Ricapitolando: 1,3 secondi del primo esempio e 0,02 secondi del secondo esempio. Si tratta di numeri del tutto comparabili, non trovate? Nemmeno due ordini di grandezza di differenza. Viaggiamo già attraverso il tempo in maniera più o meno coerente con quanto facciamo attraverso lo spazio. Il problema è che viaggiamo troppo poco attraverso lo spazio.
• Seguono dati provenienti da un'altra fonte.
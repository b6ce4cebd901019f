use sea_orm::{entity::prelude::*, Set, ConnectionTrait};
use uuid::Uuid;
use chrono::Utc;
use serde::{Deserialize, Serialize};

use crate::{errors, user};

/// Point configuration. At most one row is active at a time.
#[derive(Clone, Debug, PartialEq, DeriveEntityModel, Serialize, Deserialize)]
#[sea_orm(table_name = "gamification")]
pub struct Model {
    #[sea_orm(primary_key, auto_increment = false)]
    pub id: Uuid,
    pub name: String,
    pub points_per_comment: i32,
    pub points_per_evaluation: i32,
    pub points_per_service: i32,
    pub is_active: bool,
    pub last_updated_by: Option<Uuid>,
    pub created_at: DateTimeWithTimeZone,
    pub updated_at: DateTimeWithTimeZone,
}

#[derive(Copy, Clone, Debug, EnumIter)]
pub enum Relation { LastUpdater }

impl RelationTrait for Relation {
    fn def(&self) -> RelationDef {
        match self {
            Relation::LastUpdater => Entity::belongs_to(user::Entity).from(Column::LastUpdatedBy).to(user::Column::Id).into(),
        }
    }
}

impl ActiveModelBehavior for ActiveModel {}

pub fn validate_name(name: &str) -> Result<(), errors::ModelError> {
    errors::require_text("name", name, 128)
}

pub fn validate_points(comment: i32, evaluation: i32, service: i32) -> Result<(), errors::ModelError> {
    if comment < 0 || evaluation < 0 || service < 0 {
        return Err(errors::ModelError::Validation("point values must be non-negative".into()));
    }
    Ok(())
}

/// Insert an inactive configuration; activation is a separate step.
pub async fn create<C: ConnectionTrait>(
    db: &C,
    name: &str,
    points_per_comment: i32,
    points_per_evaluation: i32,
    points_per_service: i32,
    updated_by: Uuid,
) -> Result<Model, errors::ModelError> {
    validate_name(name)?;
    validate_points(points_per_comment, points_per_evaluation, points_per_service)?;
    let now = Utc::now().into();
    let am = ActiveModel {
        id: Set(Uuid::new_v4()),
        name: Set(name.trim().to_string()),
        points_per_comment: Set(points_per_comment),
        points_per_evaluation: Set(points_per_evaluation),
        points_per_service: Set(points_per_service),
        is_active: Set(false),
        last_updated_by: Set(Some(updated_by)),
        created_at: Set(now),
        updated_at: Set(now),
    };
    Ok(am.insert(db).await?)
}

/// The configuration currently marked active, if any.
pub async fn find_active<C: ConnectionTrait>(db: &C) -> Result<Option<Model>, errors::ModelError> {
    Ok(Entity::find().filter(Column::IsActive.eq(true)).one(db).await?)
}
Tutto qua.
La coerenza delle distanze nello spaziotempo diventa, se considerata da questa angolazione, una mera questione di unità di misura: basta adottare quella giusta, una unità assoluta, standardizzabile in maniera indipendente dalla nostra dimensione umana, che tutto diventa più coerente, più misurabile, e anche lo spaziotempo ai miei occhi sembra più comprensibile.
Sicuramente sto semplificando, forse mi sfugge qualcosa, ma questo livello di complessità è il massimo che un pennuto come il sottoscritto possa permettersi.
Note
(1) Le virgolette sono d'obbligo: non si tratta di veri e propri paradossi ma di esempi teorici con conseguenze lontane dal senso comune anche se del tutto coerenti con la teoria.
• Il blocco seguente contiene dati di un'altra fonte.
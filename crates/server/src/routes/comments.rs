use axum::{extract::{Path, State}, http::StatusCode, Json};
use axum_extra::extract::WithRejection;
use models::comment_evaluation;
use service::services::comment_service::{self, CommentEdit, CommentInput};
use uuid::Uuid;

use crate::errors::JsonApiError;
use crate::routes::{ApiJson, ApiPath};
use crate::routes::auth::{CurrentUser, ServerState};

#[utoipa::path(post, path = "/comments", tag = "comments", request_body = crate::openapi::CommentRequest, responses((status = 200, description = "Created"), (status = 400, description = "Validation Error"), (status = 404, description = "Not Found"), (status = 409, description = "Already commented")))]
pub async fn create(State(state): State<ServerState>, CurrentUser(actor): CurrentUser, WithRejection(Json(input), _): ApiJson<CommentInput>) -> Result<Json<comment_evaluation::Model>, JsonApiError> {
    Ok(Json(comment_service::create(&state.db, &actor, input).await?))
}

#[utoipa::path(get, path = "/comments/{id}", tag = "comments", params(("id" = Uuid, Path, description = "Comment ID")), responses((status = 200, description = "OK"), (status = 404, description = "Not Found")))]
pub async fn get(State(state): State<ServerState>, WithRejection(Path(id), _): ApiPath<Uuid>) -> Result<Json<comment_evaluation::Model>, JsonApiError> {
    Ok(Json(comment_service::get(&state.db, id).await?))
}

#[utoipa::path(put, path = "/comments/{id}", tag = "comments", params(("id" = Uuid, Path, description = "Comment ID")), request_body = crate::openapi::CommentEditRequest, responses((status = 200, description = "Updated"), (status = 400, description = "Validation Error"), (status = 404, description = "Not Found")))]
pub async fn update(State(state): State<ServerState>, CurrentUser(actor): CurrentUser, WithRejection(Path(id), _): ApiPath<Uuid>, WithRejection(Json(edit), _): ApiJson<CommentEdit>) -> Result<Json<comment_evaluation::Model>, JsonApiError> {
    Ok(Json(comment_service::update(&state.db, &actor, id, edit).await?))
}

#[utoipa::path(delete, path = "/comments/{id}", tag = "comments", params(("id" = Uuid, Path, description = "Comment ID")), responses((status = 204, description = "Removed"), (status = 404, description = "Not Found")))]
pub async fn remove(State(state): State<ServerState>, CurrentUser(actor): CurrentUser, WithRejection(Path(id), _): ApiPath<Uuid>) -> Result<StatusCode, JsonApiError> {
    comment_service::remove(&state.db, &actor, id).await?;
    Ok(StatusCode::NO_CONTENT)
}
(2) Non si senta offeso nessun fisico relativistico che per malaugurato caso si imbattesse in queste umili pagine.
(3) (aggiunta in un momento successivo alla prima pubblicazione del post.) Su richiesta di un solerte lettore ho approfondito la questione del calcolo dello spostamento nel tempo di un sistema “viaggiante” (nel nostro esempio, l’astronauta) rispetto a un altro “fermo “ di riferimento (un uomo sulla Terra). Con mia meraviglia ho scoperto che il calcolo è piuttosto semplice, a conferma dell’estrema eleganza della teoria. Quindi è con grande piacere che vi propongo la RICETTA PER CALCOLARE QUANTO SI VIAGGIA NEL TEMPO: si prende il tempo trascorso sul sistema viaggiante e lo si divide per la radice quadrata di uno meno il rapporto tra la velocità del sistema viaggiante al quadrato diviso la velocità della luce al quadrato. Quello che ottenete è il tempo trascorso per il sistema “fermo”. A questo punto sottraete il tempo del sistema viaggiante e il gioco è fatto. Ho fatto la prova con l’esempio dell’astronauta e dei 0,02 secondi, mi torna alla perfezione. Ho pure urlato Eureka, spero mia moglie non abbia sentito.